The mechanisms of peripheral damage widely studied in leprosy are still difficult to understand, diagnose and treat [30,33,36,47]. The university outpatient clinic where the research was conducted has been a reference clinic for the treatment of leprosy for over 20 years and is currently also a reference to the coinfected patients. Thus, the approaches to the diagnosis of damage and patient management are made from the perspective of the knowledge of the peripheral nerve damage of leprosy patients, in the same way that other authors have described in the literature [31, 45–46].
The neuropathies associated with HIV disease described in the literature include Symmetric Distal Sensorimotor Polyneuropathy, which is the most common form and occurs mainly in patients who do not use HAART and in later stages of the disease [48–49]. Toxic neuropathies occur due to mitochondrial changes and occur in patients taking HAART [48]. Progressive polyradiculopathies have also been described in patients before the HAART era and currently occur less frequently and in the later phase of the disease. The condition is directly related to cytomegalovirus infection and CD4 + lymphocyte counts below 200 cells/mm3 [48,50]. Demyelinating inflammatory polyneuropathies may occur in the early stages of the disease in asymptomatic patients and may occur acutely or chronically, the latter being the most common [48, 50].
The patients described herein were mostly using HAART (87%), and more than half of these had used HAART for less than one year. Considering that these patients and those who were not using HAART at the diagnosis of leprosy presented sensory and motor alterations, the damage does not seem attributable to the neurotoxicity of antiretroviral drugs, leading us to believe that NFI could be the sum of the sensory and motor damage caused by leprosy plus the motor sensory damage caused by HIV described in the literature in patients who do not use HAART [48,49]. This type of HIV neuropathy tends to improve with the use of HAART, which could explain the improvement in NFI during the moments of study observation, which, although they had been guided by MDT, also reflect the use of HAART over time.
We know that AIDS is a disease that has comorbidities, with overall weight loss being a criterion for defining the disease. Therefore, these patients who have been diagnosed with AIDS could have repercussions in the evaluation of certain factors, such as muscle strength. The same may occur in later stages of the disease in patients taking antiretroviral drugs where neurotoxicity and the impact of drugs on muscle loss (lean mass) could also affect muscle strength. However, the loss of lean mass occurs much later, after approximately 90 months of HAART use [51–53].

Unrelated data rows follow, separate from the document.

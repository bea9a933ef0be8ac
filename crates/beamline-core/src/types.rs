// SPDX-License-Identifier: PMPL-1.0-or-later
// Copyright (c) 2026 Jonathan D.A. Jewell (hyperpolymath) <jonathan.jewell@open.ac.uk>
//
// Core domain types for the Beamline laser driver.

use serde::{Deserialize, Serialize};

/// Pen state for a vector move. `Down` fires the beam along the move,
/// `Up` travels without cutting.
#[derive(Debug, Clone, Copy, PartialEq, Eq, Serialize, Deserialize)]
pub enum PenState {
    Up,
    Down,
}

impl PenState {
    /// HPGL command letter for this pen state (`PU` / `PD`).
    pub fn command_letter(&self) -> char {
        match self {
            Self::Up => 'U',
            Self::Down => 'D',
        }
    }
}

/// Beam parameters for the vector stream: pulse frequency, laser power,
/// and head speed. The device consumes these as fixed-width decimal
/// fields, so values beyond the field width are clamped at serialization.
#[derive(Debug, Clone, Copy, PartialEq, Eq, Serialize, Deserialize)]
pub struct VectorParams {
    /// Pulse frequency in Hz (wire field: 4 digits).
    pub frequency: u32,
    /// Laser power in percent (wire field: 3 digits).
    pub power: u32,
    /// Head speed (wire field: 3 digits).
    pub speed: u32,
}

/// One unit of work from the point source. Produced externally
/// (operator-paced in the CLI), consumed in order by the job driver,
/// never retained.
#[derive(Debug, Clone, Copy, PartialEq, Eq, Serialize, Deserialize)]
pub enum VectorCommand {
    /// Move the head to device coordinates `(x, y)` with the given pen state.
    Move { pen: PenState, x: u32, y: u32 },
    /// Switch beam parameters mid-stream.
    Param(VectorParams),
}

/// The four ack-gated exchanges of the LPD job submission, in protocol
/// order. Carried in errors so a rejection names the stage it happened at.
#[derive(Debug, Clone, Copy, PartialEq, Eq, Serialize, Deserialize)]
pub enum HandshakeStage {
    /// `\x02<queue>\n` — select the target queue.
    QueueSelect,
    /// `\x02<len> cfA...` — announce the sized control file.
    ControlAnnounce,
    /// `H<host>\n\0` — the control file itself.
    ControlPayload,
    /// `\x03<size> dfA...` — announce the sized data file.
    DataAnnounce,
}

impl std::fmt::Display for HandshakeStage {
    fn fmt(&self, f: &mut std::fmt::Formatter<'_>) -> std::fmt::Result {
        let name = match self {
            Self::QueueSelect => "queue select",
            Self::ControlAnnounce => "control file announce",
            Self::ControlPayload => "control file payload",
            Self::DataAnnounce => "data file announce",
        };
        write!(f, "{name}")
    }
}

#[cfg(test)]
mod tests {
    use super::*;

    #[test]
    fn pen_letters_match_hpgl() {
        assert_eq!(PenState::Down.command_letter(), 'D');
        assert_eq!(PenState::Up.command_letter(), 'U');
    }

    #[test]
    fn stage_names_are_readable() {
        assert_eq!(HandshakeStage::QueueSelect.to_string(), "queue select");
        assert_eq!(
            HandshakeStage::DataAnnounce.to_string(),
            "data file announce"
        );
    }
}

However, greater motor damage was evident in patients coinfected at the time of diagnosis until stopping MDT, decreasing at the end, and in this case regardless of bacillary activity. The months of observation of MDT are also months in which the patient was using HAART, which means an overall improvement in the patient’s condition and certainly of afflictions that could have been causing repercussions as both sensory and motor damage [45–46, 54].
Leprosy/HIV coinfection seems to be directly related to the immune improvement that the introduction of HAART provides due to a phenomenon called immune reconstruction inflammatory syndrome (IRIS), which constitutes the immune response to a specific pathogen after the introduction of antiretroviral therapy [10–12, 14–15, 43, 55]. The change in immunity caused by the immune restoration also provides the patient’s inflammatory response to the nerve trunks and nerve endings of the skin. The inflammatory mechanism of neural damage in leprosy is most evident at the time neuritis occurs. However, if the patient has a greater chance of neuritis attributable also to leprosy, with repercussions on NFI due to the restoration of the immune response, HAART also restores or contributes to remodeling patient immune response or immune memory, which may justify the better evolution of patients observed in this study, evolving with a lower prevalence of neuritis at the end of MDT treatment when compared with non-coinfected patients [4, 12].
The odds of the occurrence of damage and the extent of damage were higher in coinfected individuals and those who apparently showed a more rapid improvement at the moments observed, which could be related to the improvement of overt neuritis, which manifest pain. It is noteworthy that AIDS alters the overall immunity of the patient; after immune reconstitution, the specific response will be re-established [54].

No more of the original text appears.